__Data shown__:
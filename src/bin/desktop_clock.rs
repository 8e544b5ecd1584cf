//! Terminal digital clock.
//!
//! The composition root for desktop: it builds the controller around the
//! system clock and a terminal line, runs it on tokio, and turns stdin lines
//! into host events:
//!
//! ```text
//! hide | show                      - report a visibility transition
//! start | stop | restart | render  - control the clock
//! quit                             - exit (Ctrl+C works too)
//! ```
//!
//! # Usage
//!
//! ```sh
//! cargo run --bin desktop_clock --features runtime
//! RUST_LOG=debug cargo run --bin desktop_clock --features runtime
//! ```

use anyhow::Context;
use env_logger::Env;
use log::{info, warn};
use tokio::io::{AsyncBufReadExt, BufReader};
use tokio::sync::oneshot;

use rs_digiclock::hal::{LocalClock, TerminalDocument};
use rs_digiclock::services::{log_builder, ClockHandle, ClockService, VisibilityPublisher};
use rs_digiclock::{ClockCommand, Config, Visibility};

fn main() -> anyhow::Result<()> {
    // Central configuration - modify this for your setup
    let config = Config::default();

    log_builder(&config.log, Env::default()).init();

    let rt = tokio::runtime::Runtime::new().context("failed to create tokio runtime")?;

    rt.block_on(async {
        println!("=================================");
        println!("  rs-digiclock");
        println!("=================================");
        println!();
        println!("Commands: hide, show, start, stop, restart, render, quit");
        println!();

        let mut document = TerminalDocument::new().with_element(config.clock.display_id.as_str());
        let service = ClockService::new(&config.clock, &mut document, LocalClock::new());

        let visibility = VisibilityPublisher::new();
        let subscription = visibility.subscribe();
        let (quit_tx, quit_rx) = oneshot::channel();

        spawn_stdin_reader(service.handle(), visibility, quit_tx);

        let shutdown = async {
            tokio::select! {
                result = tokio::signal::ctrl_c() => {
                    if let Err(e) = result {
                        warn!("ctrl-c handler failed: {}", e);
                    }
                }
                Ok(()) = quit_rx => {}
            }
        };

        let controller = service.run(subscription, shutdown).await;
        println!();
        info!("final state: {:?}", controller.state());
    });

    Ok(())
}

/// Spawn the task turning stdin lines into visibility changes and commands.
///
/// Dropping `quit` without sending leaves the clock running.
fn spawn_stdin_reader(
    handle: ClockHandle,
    visibility: VisibilityPublisher,
    quit: oneshot::Sender<()>,
) {
    tokio::spawn(async move {
        let mut lines = BufReader::new(tokio::io::stdin()).lines();

        loop {
            let line = match lines.next_line().await {
                Ok(Some(line)) => line,
                Ok(None) => break,
                Err(e) => {
                    warn!("stdin read failed: {}", e);
                    break;
                }
            };

            let input = line.trim();
            if input.is_empty() {
                continue;
            }
            if input.eq_ignore_ascii_case("quit") || input.eq_ignore_ascii_case("exit") {
                let _ = quit.send(());
                return;
            }

            if let Some(v) = Visibility::from_text(input) {
                visibility.publish(v);
            } else if let Some(cmd) = ClockCommand::from_text(input) {
                if !handle.send(cmd) {
                    break;
                }
            } else {
                warn!("unknown command '{}'", input);
            }
        }
        // stdin closed: keep ticking until Ctrl+C
    });
}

__What the task asks__:
Could you report how many lines of the listing above hold "ClockCommand"? Only the number is needed.

__Response to this exercise__:
2